A Lei dos Juizados Especiais, que impõe o efeito da revelia ao réu que não comparece, faz a expressa ressalva: "salvo se o contrário resultar da convicção do juiz" (art. 20); essa é uma norma federal de direito processual, posterior ao Código de Processo Civil, que se impõe em todos os setores do processo civil nacional. A convicção contrária pode resultar da existência de prova nos autos, desmentindo ou pondo em dúvida as alegações do autor; essa prova pode ter sido produzida até por este mesmo (princípio da aquisição da prova) ou pelo réu que, embora apresentando resposta tardia e por isso sendo revel, haja trazido documentos aos autos.

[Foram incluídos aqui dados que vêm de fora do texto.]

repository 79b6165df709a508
use thiserror::Error;

#[derive(Error, Debug)]
pub enum EtlError {
    #[error("Download of {url} failed: {source}")]
    FetchError {
        url: String,
        #[source]
        source: reqwest::Error,
    },

    #[error("Download of {url} returned HTTP {status}")]
    FetchStatusError { url: String, status: u16 },

    #[error("Archive error: {message}")]
    ArchiveError { message: String },

    #[error("Zip operation failed: {0}")]
    ZipError(#[from] zip::result::ZipError),

    #[error("Cannot {operation} {path}: {source}")]
    FileAccessError {
        operation: FileOperation,
        path: String,
        #[source]
        source: std::io::Error,
    },

    #[error("Missing column '{column}' in {file}")]
    SchemaError { file: String, column: String },

    #[error("CSV processing error: {0}")]
    CsvError(#[from] csv::Error),

    #[error("IO error: {0}")]
    IoError(#[from] std::io::Error),

    #[error("Serialization error: {0}")]
    SerializationError(#[from] serde_json::Error),

    #[error("Configuration error: {message}")]
    ConfigError { message: String },

    #[error("Invalid value '{value}' for {field}: {reason}")]
    InvalidConfigValueError {
        field: String,
        value: String,
        reason: String,
    },

    #[error("Configuration error in {field}: {message}")]
    ConfigValidationError { field: String, message: String },
}

#[derive(Debug, Clone, Copy, PartialEq, Eq)]
pub enum FileOperation {
    Read,
    Write,
}

impl std::fmt::Display for FileOperation {
    fn fmt(&self, f: &mut std::fmt::Formatter<'_>) -> std::fmt::Result {
        match self {
            FileOperation::Read => write!(f, "read"),
            FileOperation::Write => write!(f, "write"),
        }
    }
}

/// Pipeline stage an error belongs to.
#[derive(Debug, Clone, Copy, PartialEq, Eq)]
pub enum ErrorCategory {
    Fetch,
    Extract,
    Parse,
    Write,
    Config,
    System,
}

impl ErrorCategory {
    pub fn stage(&self) -> &'static str {
        match self {
            ErrorCategory::Fetch => "fetch",
            ErrorCategory::Extract => "extract",
            ErrorCategory::Parse => "parse",
            ErrorCategory::Write => "write",
            ErrorCategory::Config => "config",
            ErrorCategory::System => "system",
        }
    }
}

#[derive(Debug, Clone, Copy, PartialEq, Eq, PartialOrd, Ord)]
pub enum ErrorSeverity {
    /// Worth retrying later, e.g. the registry was unreachable.
    Medium,
    High,
    Critical,
}

impl EtlError {
    pub fn category(&self) -> ErrorCategory {
        match self {
            EtlError::FetchError { .. } | EtlError::FetchStatusError { .. } => ErrorCategory::Fetch,
            EtlError::ArchiveError { .. }
            | EtlError::ZipError(_)
            | EtlError::FileAccessError {
                operation: FileOperation::Read,
                ..
            } => ErrorCategory::Extract,
            EtlError::SchemaError { .. } | EtlError::CsvError(_) => ErrorCategory::Parse,
            EtlError::FileAccessError {
                operation: FileOperation::Write,
                ..
            }
            | EtlError::SerializationError(_) => ErrorCategory::Write,
            EtlError::ConfigError { .. }
            | EtlError::InvalidConfigValueError { .. }
            | EtlError::ConfigValidationError { .. } => ErrorCategory::Config,
            EtlError::IoError(_) => ErrorCategory::System,
        }
    }

    pub fn severity(&self) -> ErrorSeverity {
        match self.category() {
            ErrorCategory::Fetch => ErrorSeverity::Medium,
            ErrorCategory::Extract
            | ErrorCategory::Parse
            | ErrorCategory::Write
            | ErrorCategory::Config => ErrorSeverity::High,
            ErrorCategory::System => ErrorSeverity::Critical,
        }
    }

    pub fn exit_code(&self) -> i32 {
        match self.severity() {
            ErrorSeverity::Medium => 2,
            ErrorSeverity::High => 1,
            ErrorSeverity::Critical => 3,
        }
    }

    pub fn user_friendly_message(&self) -> String {
        format!("{} stage failed: {}", self.category().stage(), self)
    }

    pub fn recovery_suggestion(&self) -> &'static str {
        match self {
            EtlError::FetchError { .. } => {
                "Check your network connection, or download the archive manually and pass --registration-file/--reference-file"
            }
            EtlError::FetchStatusError { .. } => {
                "Verify --database-url points at the FAA ReleasableAircraft.zip archive"
            }
            EtlError::ArchiveError { .. } | EtlError::ZipError(_) => {
                "The archive must be a zip file containing MASTER.txt and ACFTREF.txt"
            }
            EtlError::FileAccessError { .. } => {
                "Make sure the path exists and that you have permission to read or write it"
            }
            EtlError::SchemaError { .. } | EtlError::CsvError(_) => {
                "The source files do not look like the FAA registry format; re-download them"
            }
            EtlError::ConfigError { .. }
            | EtlError::InvalidConfigValueError { .. }
            | EtlError::ConfigValidationError { .. } => {
                "Review the command line options and the configuration file"
            }
            EtlError::IoError(_) | EtlError::SerializationError(_) => {
                "Check available disk space and permissions"
            }
        }
    }
}

pub type Result<T> = std::result::Result<T, EtlError>;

A relativização do efeito da revelia e do ônus da impugnação especificada dos fatos é uma constante na jurisprudência brasileira.
 

۩. Pontos de fato - alcance da presunção
 

As presunções por revelia ou por falta de inteireza da contestação (arts. 319 e 302) incidem, como é natural em toda presunção, sobre fatos. Embora presunção não seja meio de prova, ela constitui um expediente que atua no campo do fato e da prova, facilitando a uma das partes a obtenção do reconhecimento, pelo juiz, da ocorrência do fato de seu interesse. Não-obstante a revelia, os pontos de direito serão definidos segundo o entendimento do juiz, o qual tem sempre o dever de impor a norma pertinente, seja ela favorável ou contrária ao revel.

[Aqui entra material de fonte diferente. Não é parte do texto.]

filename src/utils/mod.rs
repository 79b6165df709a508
pub mod error;
pub mod logger;
pub mod monitor;
pub mod validation;
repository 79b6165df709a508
pub mod acquire;
mod columns;
pub mod etl;
pub mod pipeline;
pub mod reference;
pub mod registration;
pub mod writer;

pub use crate::domain::model::{OutputRow, SourceFiles, TransformResult};
pub use crate::domain::ports::{ConfigProvider, Pipeline, Storage};
pub use crate::utils::error::Result;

Isso significa que as omissões do réu conduzem o juiz, simplesmente, a aceitar os fatos afirmados pelo autor, não necessariamente a decidir a causa em favor deste. Ao interpretar o direito, o juiz fará ordinariamente o controle de todos os pressupostos de admissibilidade do julgamento do mérito, extinguindo o processo ex officio quando faltar algum, apesar de o réu estar omisso e, obviamente, nada haver suscitado a respeito (supra, n. 850); também interpretando o direito, o juiz julgará improcedente a demanda inicial sempre que os fatos constitutivos, ainda que tomados por existentes, não produzam perante o direito material a conseqüência afirmada pelo autor. Nenhuma presunção incide sobre o direito.

Nenhuma presunção, também, incide sobre os direitos subjetivos. Se o autor os tem ou não, isso será verificado pelo juiz à luz das normas do direito objetivo. Sequer a confissão, que é a explícita admissão do fato desfavorável, tem o efeito de aceitação da existência do direito subjetivo afirmado pelo autor. A conduta pela qual o réu se submete à pretensão deste é o reconhecimento do pedido e não a confissão nem revelia.
 

۩. Disposições particulares
 

Há outros dispositivos do Código, menos amplos que os arts. 302 e 319, que sancionam certas inatividades das partes com a presunção de veracidade das alegações do adversário.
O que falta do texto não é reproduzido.